● Stored data entries:

━━━━━━━━

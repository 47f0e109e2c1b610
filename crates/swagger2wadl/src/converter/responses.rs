use itertools::Itertools;
use strum::Display;

use crate::{
  spec::ResponseMessage,
  wadl::{Element, RESPONSE, doc, json_representation},
};

pub(crate) const UNAUTHORIZED: u16 = 401;
pub(crate) const NOT_FOUND: u16 = 404;
const FIRST_ERROR_CODE: u16 = 400;

/// How response messages are turned into `response` elements.
#[derive(Debug, Clone, Copy, PartialEq, Eq, Default, Display)]
pub enum ResponsePolicy {
  /// One `response` per message, keeping its text and response model.
  #[default]
  #[strum(to_string = "per-status")]
  PerStatus,
  /// Codes grouped into success and failure responses plus a fixed
  /// `401` (`401 404`) response. Message text and response models are dropped.
  #[strum(to_string = "bucketed")]
  Bucketed,
}

impl ResponsePolicy {
  /// Appends the `response` elements for one operation and returns how many were written.
  pub(crate) fn add_responses(self, parent: &mut Element, messages: &[ResponseMessage]) -> usize {
    match self {
      Self::PerStatus => add_per_status(parent, messages),
      Self::Bucketed => add_bucketed(parent, messages),
    }
  }
}

fn add_per_status(parent: &mut Element, messages: &[ResponseMessage]) -> usize {
  for message in messages {
    let response = parent.push(Element::new(RESPONSE).with_attr("status", message.code.to_string()));

    if let Some(text) = &message.message {
      response.push(doc(text));
    }

    if let Some(model) = &message.response_model {
      response.push(json_representation(Some(model)));
    }
  }
  messages.len()
}

#[derive(Debug, Default)]
struct StatusBuckets {
  success: Vec<u16>,
  failure: Vec<u16>,
  not_found: Vec<u16>,
}

impl StatusBuckets {
  fn from_messages(messages: &[ResponseMessage]) -> Self {
    let mut buckets = Self::default();
    for message in messages {
      match message.code {
        NOT_FOUND => buckets.not_found.push(message.code),
        code if code < FIRST_ERROR_CODE => buckets.success.push(code),
        code => buckets.failure.push(code),
      }
    }
    buckets
  }
}

fn join_codes(codes: &[u16]) -> String {
  codes.iter().join(" ")
}

fn add_bucketed(parent: &mut Element, messages: &[ResponseMessage]) -> usize {
  let buckets = StatusBuckets::from_messages(messages);
  let mut written = 0;

  for codes in [&buckets.success, &buckets.failure] {
    if codes.is_empty() {
      continue;
    }
    let response = parent.push(Element::new(RESPONSE).with_attr("status", join_codes(codes)));
    response.push(json_representation(None));
    written += 1;
  }

  let mut fixed = vec![UNAUTHORIZED];
  if !buckets.not_found.is_empty() {
    fixed.push(NOT_FOUND);
  }
  parent.push(Element::new(RESPONSE).with_attr("status", join_codes(&fixed)));

  written + 1
}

━━━━━━━━

● GOAL OF THE EXERCISE:
Verbatim reproduction of the entries is required.

● ANSWER TO THE PROBLEM:
repository 47f0e109e2c1b610
filename crates/swagger2wadl/src/converter/responses.rs
use itertools::Itertools;
use strum::Display;

use crate::{
  spec::ResponseMessage,
  wadl::{Element, RESPONSE, doc, json_representation},
};

pub(crate) const UNAUTHORIZED: u16 = 401;
pub(crate) const NOT_FOUND: u16 = 404;
const FIRST_ERROR_CODE: u16 = 400;

/// How response messages are turned into `response` elements.
#[derive(Debug, Clone, Copy, PartialEq, Eq, Default, Display)]
pub enum ResponsePolicy {
  /// One `response` per message, keeping its text and response model.
  #[default]
  #[strum(to_string = "per-status")]
  PerStatus,
  /// Codes grouped into success and failure responses plus a fixed
  /// `401` (`401 404`) response. Message text and response models are dropped.
  #[strum(to_string = "bucketed")]
  Bucketed,
}

impl ResponsePolicy {
  /// Appends the `response` elements for one operation and returns how many were written.
  pub(crate) fn add_responses(self, parent: &mut Element, messages: &[ResponseMessage]) -> usize {
    match self {
      Self::PerStatus => add_per_status(parent, messages),
      Self::Bucketed => add_bucketed(parent, messages),
    }
  }
}

fn add_per_status(parent: &mut Element, messages: &[ResponseMessage]) -> usize {
  for message in messages {
    let response = parent.push(Element::new(RESPONSE).with_attr("status", message.code.to_string()));

    if let Some(text) = &message.message {
      response.push(doc(text));
    }

    if let Some(model) = &message.response_model {
      response.push(json_representation(Some(model)));
    }
  }
  messages.len()
}

#[derive(Debug, Default)]
struct StatusBuckets {
  success: Vec<u16>,
  failure: Vec<u16>,
  not_found: Vec<u16>,
}

impl StatusBuckets {
  fn from_messages(messages: &[ResponseMessage]) -> Self {
    let mut buckets = Self::default();
    for message in messages {
      match message.code {
        NOT_FOUND => buckets.not_found.push(message.code),
        code if code < FIRST_ERROR_CODE => buckets.success.push(code),
        code => buckets.failure.push(code),
      }
    }
    buckets
  }
}

fn join_codes(codes: &[u16]) -> String {
  codes.iter().join(" ")
}

fn add_bucketed(parent: &mut Element, messages: &[ResponseMessage]) -> usize {
  let buckets = StatusBuckets::from_messages(messages);
  let mut written = 0;

  for codes in [&buckets.success, &buckets.failure] {
    if codes.is_empty() {
      continue;
    }
    let response = parent.push(Element::new(RESPONSE).with_attr("status", join_codes(codes)));
    response.push(json_representation(None));
    written += 1;
  }

  let mut fixed = vec![UNAUTHORIZED];
  if !buckets.not_found.is_empty() {
    fixed.push(NOT_FOUND);
  }
  parent.push(Element::new(RESPONSE).with_attr("status", join_codes(&fixed)));

  written + 1
}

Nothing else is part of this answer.